Stored records
_____

//! Fuzz target: task-stack operation interleavings.
//!
//! Decodes the fuzz input as a sequence of consumer and producer
//! operations — receptions, routing fan-outs, endpoint pulls, transmit
//! staging, clears — and checks the allocator's bounds and accounting
//! invariants after every step.
//!
//! cargo fuzz run fuzz_task_ops

#![no_main]

use libfuzzer_sys::fuzz_target;
use nanobus::{EndpointId, Header, MsgAlloc};

const TASKS: usize = 8;

fuzz_target!(|data: &[u8]| {
    let mut alloc = MsgAlloc::<256, TASKS>::new();
    let mut stream = data.iter().copied();
    let mut last_drops = 0u8;

    while let Some(op) = stream.next() {
        // Each operation runs in a fresh main-loop iteration.
        alloc.tick();
        let arg = stream.next().unwrap_or(0);

        match op % 9 {
            0 => {
                // Wire reception of one frame.
                let len = usize::from(arg) % 121;
                let header = Header {
                    cmd: op,
                    size: len as u16,
                    ..Default::default()
                };
                for b in header.to_bytes() {
                    alloc.write_byte(b);
                }
                alloc.header_received(true, len as u16);
                for i in 0..len + 2 {
                    alloc.write_byte(i as u8);
                }
                alloc.msg_complete();
            }
            1 => {
                // Reception abandoned partway.
                for i in 0..usize::from(arg) % Header::SIZE {
                    alloc.write_byte(i as u8);
                }
                alloc.msg_invalid();
            }
            2 => {
                // Interpretation: pull and fan out.
                if let Ok(slot) = alloc.pull_rx_task() {
                    let _ = alloc.msg(slot).payload();
                    for ep in 0..usize::from(arg) % 3 + 1 {
                        alloc.alloc_endpoint_task(EndpointId(ep as u16), slot);
                    }
                }
            }
            3 => {
                if let Ok(slot) = alloc.pull_endpoint_msg(EndpointId(u16::from(arg) % 4)) {
                    let _ = alloc.msg(slot).header();
                    if arg & 0x80 != 0 {
                        alloc.release_used_msg();
                    }
                }
            }
            4 => {
                if let Ok(slot) = alloc.pull_endpoint_task(usize::from(arg) % (TASKS + 1)) {
                    let _ = alloc.msg(slot).header();
                }
            }
            5 => {
                let idx = usize::from(arg) % (TASKS + 1);
                let _ = alloc.endpoint_task_cmd(idx);
                let _ = alloc.endpoint_task_source(idx);
                let _ = alloc.endpoint_task_size(idx);
            }
            6 => {
                if let Ok(task) = alloc.peek_endpoint_task(0) {
                    alloc.clear_endpoint_tasks_for(task.slot());
                }
            }
            7 => {
                let payload = [0x5Au8; 48];
                let frame = Header::default()
                    .frame(&payload[..usize::from(arg) % 49])
                    .unwrap();
                alloc.stage_tx(&frame).unwrap();
            }
            _ => {
                let _ = alloc.pop_tx_task();
            }
        }

        assert!(alloc.rx_pending_count() <= TASKS);
        assert!(alloc.endpoint_task_count() <= TASKS);
        assert!(alloc.tx_pending_count() <= TASKS);
        assert!(alloc.current_msg() < 256);
        assert!(
            alloc.stats().dropped_msgs >= last_drops,
            "drop counter regressed"
        );
        last_drops = alloc.stats().dropped_msgs;
    }
});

_____

* **Work task**
Count the lines of the entries above that contain the word "slot" and give only the number.

* **Response**
8